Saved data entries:
/// Run the post phase: perform whatever the main phase deferred.
pub fn run_post(
    inputs: &Inputs,
    rt: &mut Runtime<'_>,
    reporter: &mut dyn Reporter,
) -> Result<PostOutcome> {
    let Some(plan) = take_plan(rt.state)? else {
        reporter.debug("no deferred work for the post phase");
        return Ok(PostOutcome::default());
    };
    reporter.info(&format!("post: {}", plan.describe()));

    let mut outcome = PostOutcome::default();
    let aggregator = ArtifactAggregator::new(rt.blobs, rt.download_dir.clone());

    match plan {
        CleanupPlan::UploadArtifacts { patterns } => {
            let files = collect_local(&patterns, reporter);
            outcome.bundle = aggregator.publish(&files, reporter)?;
        }
        CleanupPlan::PublishSession { session, patterns } => {
            SessionStore::new(rt.blobs).publish(&session)?;
            reporter.info(&format!(
                "published session for {} {} to {}",
                session.environment,
                session.version,
                rt.blobs.location()
            ));
            if !patterns.is_empty() {
                let files = collect_local(&patterns, reporter);
                outcome.bundle = aggregator.publish(&files, reporter)?;
            }
        }
        CleanupPlan::RecordAndRelease {
            session,
            patterns,
            collect_remote,
        } => {
            let token = require_token(inputs)?;
            let mut files = if collect_remote {
                aggregator.collect_remote(reporter)?
            } else {
                Vec::new()
            };
            files.extend(collect_local(&patterns, reporter));

            let ledger = LedgerClient::new(&session.api_base_url, token);
            let record = record_deployment(&ledger, &session, reporter)?;
            rt.outputs.set_output("id", &record.id)?;
            outcome.release = publish_release(&github_target(inputs, rt), &session, &files, reporter);
            outcome.record = Some(record);
        }
    }

    Ok(outcome)
}

/// Download directory from [`DOWNLOAD_DIR_ENV`], else [`DEFAULT_DOWNLOAD_DIR`].
pub fn resolve_download_dir() -> PathBuf {
    handoff_environment::non_empty_var(DOWNLOAD_DIR_ENV)
        .map(PathBuf::from)
        .unwrap_or_else(|| PathBuf::from(DEFAULT_DOWNLOAD_DIR))
}

#[cfg(test)]
mod tests {
    use super::*;
    use crate::test_support::{CollectingReporter, MockServer, Reply};
    use handoff_environment::MemoryOutputs;
    use handoff_state::MemoryRunState;
    use handoff_storage::MemoryBlobStore;

    struct Harness {
        blobs: MemoryBlobStore,
        state: MemoryRunState,
        outputs: MemoryOutputs,
        workdir: tempfile::TempDir,
    }

    impl Harness {
        fn new() -> Self {
            Self {
                blobs: MemoryBlobStore::new(),
                state: MemoryRunState::default(),
                outputs: MemoryOutputs::default(),
                workdir: tempfile::tempdir().expect("tempdir"),
            }
        }

        fn runtime(&mut self) -> Runtime<'_> {
            Runtime {
                blobs: &self.blobs,
                state: &mut self.state,
                outputs: &mut self.outputs,
                github: GithubTarget::default(),
                ci: CiContext::default(),
                workdir: self.workdir.path().to_path_buf(),
                download_dir: self.workdir.path().join("downloads"),
            }
        }
    }

    #[test]
    fn validation_errors_surface_before_any_work() {
        let mut h = Harness::new();
        let mut reporter = CollectingReporter::default();
        let err = run_main(&Inputs::default(), &mut h.runtime(), &mut reporter).unwrap_err();
        assert_eq!(err.to_string(), "token is required");

        let inputs = Inputs {
            token: Some("t".into()),
            version: Some("1.0.0".into()),
            ..Inputs::default()
        };
        let err = run_main(&inputs, &mut h.runtime(), &mut reporter).unwrap_err();
        assert_eq!(err.to_string(), "environment is required");
        assert!(h.state.get(crate::cleanup::CLEANUP_KEY).unwrap().is_none());
    }

    #[test]
    fn unreadable_body_file_fails_before_network() {
        let server = MockServer::start(|_| Reply::json(500, "{}"));
        let mut h = Harness::new();
        let inputs = Inputs {
            token: Some("t".into()),
            environment: Some("production".into()),
            body_file: Some(h.workdir.path().join("missing.md")),
            api_url: Some(server.base_url()),
            ..Inputs::default()
        };
        let mut reporter = CollectingReporter::default();

        let err = run_main(&inputs, &mut h.runtime(), &mut reporter).unwrap_err();
        assert!(err.to_string().contains("body-file"));
        assert!(server.requests().is_empty());
    }

    #[test]
    fn upload_mode_defers_patterns() {
        let mut h = Harness::new();
        let inputs = Inputs {
            artifacts: Some("dist/*.tar.gz\nbuild/*.zip".into()),
            ..Inputs::default()
        };
        let mut reporter = CollectingReporter::default();

        let outcome = run_main(&inputs, &mut h.runtime(), &mut reporter).unwrap();
        assert_eq!(outcome.mode, Mode::Upload);
        assert_eq!(
            outcome.deferred,
            Some(CleanupPlan::UploadArtifacts {
                patterns: vec!["dist/*.tar.gz".into(), "build/*.zip".into()]
            })
        );
        assert!(h.outputs.outputs.is_empty());
    }

    #[test]
    fn post_without_plan_does_nothing() {
        let mut h = Harness::new();
        let mut reporter = CollectingReporter::default();
        let outcome = run_post(&Inputs::default(), &mut h.runtime(), &mut reporter).unwrap();
        assert_eq!(outcome, PostOutcome::default());
        assert!(h.blobs.list().unwrap().is_empty());
    }

    #[test]
    fn finalize_without_session_is_fatal() {
        let mut h = Harness::new();
        let inputs = Inputs {
            token: Some("t".into()),
            ..Inputs::default()
        };
        let mut reporter = CollectingReporter::default();
        let err = run_main(&inputs, &mut h.runtime(), &mut reporter).unwrap_err();
        assert_eq!(err.to_string(), "no session found, run Init first");
        assert!(h.state.get(crate::cleanup::CLEANUP_KEY).unwrap().is_none());
    }

    #[test]
    fn corrupt_session_is_treated_as_absent() {
        use crate::session::{SESSION_BUNDLE, SESSION_FILE};
        use handoff_storage::BlobEntry;

        let mut h = Harness::new();
        h.blobs
            .put(
                SESSION_BUNDLE,
                &[BlobEntry::new(SESSION_FILE, b"not json".to_vec())],
            )
            .unwrap();
        let inputs = Inputs {
            token: Some("t".into()),
            ..Inputs::default()
        };
        let mut reporter = CollectingReporter::default();

        let err = run_main(&inputs, &mut h.runtime(), &mut reporter).unwrap_err();
        assert_eq!(err.to_string(), "no session found, run Init first");
        assert!(reporter.warns.iter().any(|w| w.contains("failed to parse session")));
        assert!(h.state.get(crate::cleanup::CLEANUP_KEY).unwrap().is_none());
        assert!(h.outputs.outputs.is_empty());
    }

    #[test]
    fn query_version_sets_lookup_outputs() {
        let server = MockServer::start(|req| match req.url.split('?').next() {
            Some("/webhook/version") => Reply::json(
                200,
                r#"{"version":"1.2.3","environment":"production","deployedAt":"2026-02-03T04:05:06Z","commitHash":"cafe"}"#,
            ),
            _ => Reply::json(200, r#"{"variables":{"REGION":"us"}}"#),
        });
        let mut h = Harness::new();
        let inputs = Inputs {
            token: Some("t".into()),
            environment: Some("production".into()),
            get_version: Some(true),
            api_url: Some(server.base_url()),
            ..Inputs::default()
        };
        let mut reporter = CollectingReporter::default();

        let outcome = run_main(&inputs, &mut h.runtime(), &mut reporter).unwrap();
        assert_eq!(outcome.version.as_deref(), Some("1.2.3"));
        assert_eq!(outcome.deferred, None);
        assert_eq!(h.outputs.get("version"), Some("1.2.3"));
        assert_eq!(h.outputs.get("deployed-at"), Some("2026-02-03T04:05:06+00:00"));
        assert_eq!(h.outputs.get("commit-hash"), Some("cafe"));
        assert_eq!(h.outputs.get("var_REGION"), Some("us"));
        assert!(server.requests_to("/webhook/deploy").is_empty());
    }

    #[test]
    fn ledger_errors_are_fatal_and_verbatim() {
        let server = MockServer::start(|_| {
            Reply::json(403, r#"{"error":"token revoked","code":"FORBIDDEN"}"#)
        });
        let mut h = Harness::new();
        let inputs = Inputs {
            token: Some("t".into()),
            environment: Some("staging".into()),
            api_url: Some(server.base_url()),
            ..Inputs::default()
        };
        let mut reporter = CollectingReporter::default();

        let err = run_main(&inputs, &mut h.runtime(), &mut reporter).unwrap_err();
        assert_eq!(err.to_string(), "API error (FORBIDDEN): token revoked");
        assert_eq!(server.requests().len(), 1);
        assert!(h.outputs.get("version").is_none());
    }
}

EXERCISE: Print, exactly as written, the first line of the records above and each line after it until the line with "let Some(plan) = take_plan(rt.state)?", which is printed too.

SOLUTION FOR THIS EXERCISE:
/// Run the post phase: perform whatever the main phase deferred.
pub fn run_post(
    inputs: &Inputs,
    rt: &mut Runtime<'_>,
    reporter: &mut dyn Reporter,
) -> Result<PostOutcome> {
    let Some(plan) = take_plan(rt.state)? else {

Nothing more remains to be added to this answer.